_Problem details:_ The full set of entries has to be output exactly.

_Provided data:_
-----

// Expiring credential cache

use chrono::{DateTime, Duration, Utc};
use dashmap::DashMap;
use std::future::Future;
use std::sync::Arc;
use tokio::sync::Mutex;

use crate::error::Result;

#[derive(Clone, Debug)]
struct Entry<V> {
    value: V,
    expires_at: DateTime<Utc>,
}

/// Thread-safe key → (value, expiry) store with lazy eviction.
///
/// Entries observed at or after their expiry are reported absent. Concurrent
/// misses for the same key can be coalesced with [`ExpiringCache::get_or_try_insert_with`].
pub struct ExpiringCache<V = String> {
    /// Live entries indexed by cache key
    entries: Arc<DashMap<String, Entry<V>>>,

    /// Per-key gates for in-flight fetches
    inflight: Arc<DashMap<String, Arc<Mutex<()>>>>,
}

impl<V: Clone + Send + Sync + 'static> ExpiringCache<V> {
    /// Create an empty cache
    pub fn new() -> Self {
        Self {
            entries: Arc::new(DashMap::new()),
            inflight: Arc::new(DashMap::new()),
        }
    }

    /// Store a value for `ttl`
    pub fn set(&self, key: &str, value: V, ttl: Duration) {
        self.set_until(key, value, Utc::now() + ttl);
    }

    /// Store a value until an absolute instant
    pub fn set_until(&self, key: &str, value: V, expires_at: DateTime<Utc>) {
        self.entries
            .insert(key.to_string(), Entry { value, expires_at });
    }

    /// Get a live value
    pub fn get(&self, key: &str) -> Option<V> {
        self.get_with_expiration(key).map(|(value, _)| value)
    }

    /// Get a live value together with its expiry
    pub fn get_with_expiration(&self, key: &str) -> Option<(V, DateTime<Utc>)> {
        let now = Utc::now();
        let hit = self
            .entries
            .get(key)
            .map(|entry| (entry.value.clone(), entry.expires_at))?;

        if hit.1 <= now {
            self.entries.remove_if(key, |_, entry| entry.expires_at <= now);
            return None;
        }
        Some(hit)
    }

    /// Drop an entry regardless of expiry
    pub fn invalidate(&self, key: &str) {
        self.entries.remove(key);
    }

    /// Remove every expired entry, returning how many were dropped
    pub fn purge_expired(&self) -> usize {
        let now = Utc::now();
        let before = self.entries.len();
        self.entries.retain(|_, entry| entry.expires_at > now);
        before - self.entries.len()
    }

    /// Number of stored entries, including expired ones not yet evicted
    pub fn len(&self) -> usize {
        self.entries.len()
    }

    /// Check if the cache is empty
    pub fn is_empty(&self) -> bool {
        self.entries.is_empty()
    }

    /// Return the live value or run `fetch` once per key to produce it.
    ///
    /// Callers racing on the same key wait for the first fetch and reuse its
    /// result. A failed fetch is not cached; the next waiter retries.
    pub async fn get_or_try_insert_with<F, Fut>(
        &self,
        key: &str,
        fetch: F,
    ) -> Result<(V, DateTime<Utc>)>
    where
        F: FnOnce() -> Fut,
        Fut: Future<Output = Result<(V, DateTime<Utc>)>>,
    {
        if let Some(hit) = self.get_with_expiration(key) {
            return Ok(hit);
        }

        let flight = InFlight {
            inflight: &self.inflight,
            key,
            gate: self
                .inflight
                .entry(key.to_string())
                .or_insert_with(|| Arc::new(Mutex::new(())))
                .clone(),
        };

        let _guard = flight.gate.lock().await;
        if let Some(hit) = self.get_with_expiration(key) {
            return Ok(hit);
        }

        let fetched = fetch().await;
        if let Ok((value, expires_at)) = &fetched {
            self.set_until(key, value.clone(), *expires_at);
        }
        fetched
    }
}

/// Releases a per-key gate, also when the fetching future is dropped
struct InFlight<'a> {
    inflight: &'a DashMap<String, Arc<Mutex<()>>>,
    key: &'a str,
    gate: Arc<Mutex<()>>,
}

impl Drop for InFlight<'_> {
    fn drop(&mut self) {
        // Only the map and this guard hold the gate: nobody is waiting on it
        self.inflight
            .remove_if(self.key, |_, g| Arc::ptr_eq(g, &self.gate) && Arc::strong_count(g) <= 2);
    }
}

impl<V: Clone + Send + Sync + 'static> Default for ExpiringCache<V> {
    fn default() -> Self {
        Self::new()
    }
}

impl<V> Clone for ExpiringCache<V> {
    fn clone(&self) -> Self {
        Self {
            entries: Arc::clone(&self.entries),
            inflight: Arc::clone(&self.inflight),
        }
    }
}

-----

_Reply:_
// Expiring credential cache

use chrono::{DateTime, Duration, Utc};
use dashmap::DashMap;
use std::future::Future;
use std::sync::Arc;
use tokio::sync::Mutex;

use crate::error::Result;

#[derive(Clone, Debug)]
struct Entry<V> {
    value: V,
    expires_at: DateTime<Utc>,
}

/// Thread-safe key → (value, expiry) store with lazy eviction.
///
/// Entries observed at or after their expiry are reported absent. Concurrent
/// misses for the same key can be coalesced with [`ExpiringCache::get_or_try_insert_with`].
pub struct ExpiringCache<V = String> {
    /// Live entries indexed by cache key
    entries: Arc<DashMap<String, Entry<V>>>,

    /// Per-key gates for in-flight fetches
    inflight: Arc<DashMap<String, Arc<Mutex<()>>>>,
}

impl<V: Clone + Send + Sync + 'static> ExpiringCache<V> {
    /// Create an empty cache
    pub fn new() -> Self {
        Self {
            entries: Arc::new(DashMap::new()),
            inflight: Arc::new(DashMap::new()),
        }
    }

    /// Store a value for `ttl`
    pub fn set(&self, key: &str, value: V, ttl: Duration) {
        self.set_until(key, value, Utc::now() + ttl);
    }

    /// Store a value until an absolute instant
    pub fn set_until(&self, key: &str, value: V, expires_at: DateTime<Utc>) {
        self.entries
            .insert(key.to_string(), Entry { value, expires_at });
    }

    /// Get a live value
    pub fn get(&self, key: &str) -> Option<V> {
        self.get_with_expiration(key).map(|(value, _)| value)
    }

    /// Get a live value together with its expiry
    pub fn get_with_expiration(&self, key: &str) -> Option<(V, DateTime<Utc>)> {
        let now = Utc::now();
        let hit = self
            .entries
            .get(key)
            .map(|entry| (entry.value.clone(), entry.expires_at))?;

        if hit.1 <= now {
            self.entries.remove_if(key, |_, entry| entry.expires_at <= now);
            return None;
        }
        Some(hit)
    }

    /// Drop an entry regardless of expiry
    pub fn invalidate(&self, key: &str) {
        self.entries.remove(key);
    }

    /// Remove every expired entry, returning how many were dropped
    pub fn purge_expired(&self) -> usize {
        let now = Utc::now();
        let before = self.entries.len();
        self.entries.retain(|_, entry| entry.expires_at > now);
        before - self.entries.len()
    }

    /// Number of stored entries, including expired ones not yet evicted
    pub fn len(&self) -> usize {
        self.entries.len()
    }

    /// Check if the cache is empty
    pub fn is_empty(&self) -> bool {
        self.entries.is_empty()
    }

    /// Return the live value or run `fetch` once per key to produce it.
    ///
    /// Callers racing on the same key wait for the first fetch and reuse its
    /// result. A failed fetch is not cached; the next waiter retries.
    pub async fn get_or_try_insert_with<F, Fut>(
        &self,
        key: &str,
        fetch: F,
    ) -> Result<(V, DateTime<Utc>)>
    where
        F: FnOnce() -> Fut,
        Fut: Future<Output = Result<(V, DateTime<Utc>)>>,
    {
        if let Some(hit) = self.get_with_expiration(key) {
            return Ok(hit);
        }

        let flight = InFlight {
            inflight: &self.inflight,
            key,
            gate: self
                .inflight
                .entry(key.to_string())
                .or_insert_with(|| Arc::new(Mutex::new(())))
                .clone(),
        };

        let _guard = flight.gate.lock().await;
        if let Some(hit) = self.get_with_expiration(key) {
            return Ok(hit);
        }

        let fetched = fetch().await;
        if let Ok((value, expires_at)) = &fetched {
            self.set_until(key, value.clone(), *expires_at);
        }
        fetched
    }
}

/// Releases a per-key gate, also when the fetching future is dropped
struct InFlight<'a> {
    inflight: &'a DashMap<String, Arc<Mutex<()>>>,
    key: &'a str,
    gate: Arc<Mutex<()>>,
}

impl Drop for InFlight<'_> {
    fn drop(&mut self) {
        // Only the map and this guard hold the gate: nobody is waiting on it
        self.inflight
            .remove_if(self.key, |_, g| Arc::ptr_eq(g, &self.gate) && Arc::strong_count(g) <= 2);
    }
}

impl<V: Clone + Send + Sync + 'static> Default for ExpiringCache<V> {
    fn default() -> Self {
        Self::new()
    }
}

impl<V> Clone for ExpiringCache<V> {
    fn clone(&self) -> Self {
        Self {
            entries: Arc::clone(&self.entries),
            inflight: Arc::clone(&self.inflight),
        }
    }
}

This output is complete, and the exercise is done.